La emisión del Motu Proprio Ecclesia Dei («La Iglesia de Dios») ocurrió en un momento de gran aflicción para la Iglesia, provocado por la ordenación episcopal ilícita que frustró años de esfuerzos por asegurar la plena comunión de la Fraternidad Sacerdotal de San Pío X (FSSPX), fundada por el Arzobispo Marcel Lefebvre2.
El Acto Cismático
El 30 de junio de 1988, el Arzobispo Marcel Lefebvre confirió ilícitamente la ordenación episcopal a cuatro sacerdotes. Este acto fue considerado por la Sede Apostólica como un acto de desobediencia al Romano Pontífice en una materia de gravísima importancia para la unidad de la Iglesia, lo que constituyó un acto cismático que implicó el rechazo de la primacía romana3. Como consecuencia, tanto Mons. Lefebvre como los cuatro sacerdotes (Bernard Fellay, Bernard Tissier de Mallerais, Richard Williamson, y Alfonso de Galarreta) incurrieron en la grave pena de excomunión latae sententiae, según lo dispuesto por el derecho eclesiástico3.
El Papa Juan Pablo II sintió particularmente esta aflicción, ya que al Sucesor de Pedro le corresponde en primer lugar la custodia de la unidad de la Iglesia7.
La Raíz del Cisma: Una Noción Incompleta de Tradición
El Papa Juan Pablo II identificó la raíz de este acto cismático en una noción incompleta y contradictoria de la Tradición4.
Noción Incompleta: La noción era incompleta porque no tenía suficientemente en cuenta el carácter vivo de la Tradición. El Concilio Vaticano II enseñó claramente que la Tradición «progresa en la Iglesia con la ayuda del Espíritu Santo» y que hay un «crecimiento en la comprensión tanto de las realidades como de las palabras transmitidas» a través de la contemplación, el estudio de los creyentes, el sentido íntimo de las realidades espirituales y la predicación de aquellos que han recibido el carisma de la verdad en la sucesión episcopal4.

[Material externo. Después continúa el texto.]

//! Minimum spacing between changes to one edge.
//!
//! Rapid connect/disconnect flapping on the same pair of nodes can leave
//! the node's peer manager in an inconsistent state. Every change to an
//! edge waits until `min_spacing` has passed since the last change issued
//! from either side, and changes to one edge are serialized by a lock keyed
//! by the unordered pair.

use std::collections::HashMap;
use std::sync::Arc;

use log::{debug, log_enabled, Level};
use parking_lot::Mutex;
use tokio::sync::{Mutex as AsyncMutex, OwnedMutexGuard};
use tokio::time::{Duration, Instant};

use crate::node::{NodeHandle, NodeId};
use crate::orchestrator::Clock;

type EdgeKey = (NodeId, NodeId);

fn edge_key(a: &NodeId, b: &NodeId) -> EdgeKey {
    if a <= b {
        (a.clone(), b.clone())
    } else {
        (b.clone(), a.clone())
    }
}

pub struct EdgeRateLimiter {
    clock: Arc<dyn Clock>,
    min_spacing: Duration,
    locks: Mutex<HashMap<EdgeKey, Arc<AsyncMutex<()>>>>,
}

impl EdgeRateLimiter {
    pub fn new(clock: Arc<dyn Clock>, min_spacing: Duration) -> Self {
        Self {
            clock,
            min_spacing,
            locks: Mutex::new(HashMap::new()),
        }
    }

    pub fn clock(&self) -> &Arc<dyn Clock> {
        &self.clock
    }

    pub fn min_spacing(&self) -> Duration {
        self.min_spacing
    }

    /// Exclusive access to the edge between `a` and `b`, in either
    /// direction.
    pub async fn lock_edge(&self, a: &NodeId, b: &NodeId) -> OwnedMutexGuard<()> {
        let lock = self
            .locks
            .lock()
            .entry(edge_key(a, b))
            .or_default()
            .clone();
        lock.lock_owned().await
    }

    /// Earliest instant the edge may change again, if it changed before.
    pub fn next_allowed(&self, a: &NodeHandle, b: &NodeHandle) -> Option<Instant> {
        let last = match (a.last_change(b.id()), b.last_change(a.id())) {
            (Some(x), Some(y)) => Some(x.max(y)),
            (x, y) => x.or(y),
        };
        last.map(|last| last + self.min_spacing)
    }

    /// Sleep until the edge may change again. Call with the edge lock held.
    pub async fn wait(&self, a: &NodeHandle, b: &NodeHandle) {
        if let Some(deadline) = self.next_allowed(a, b) {
            let now = self.clock.now();
            if now < deadline {
                if log_enabled!(Level::Debug) {
                    debug!(
                        "Delaying change of edge {} <-> {} by {:?}",
                        a.id(),
                        b.id(),
                        deadline - now
                    );
                }
                self.clock.sleep_until(deadline).await;
            }
        }
    }

    pub fn now(&self) -> Instant {
        self.clock.now()
    }
}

Noción Contradictoria: La noción era contradictoria porque se oponía al Magisterio universal de la Iglesia, que es poseído por el Obispo de Roma y el Cuerpo de los Obispos. El Papa afirmó que es imposible permanecer fiel a la Tradición rompiendo el vínculo eclesial con aquel a quien Cristo mismo confió el ministerio de la unidad en la persona del Apóstol Pedro4.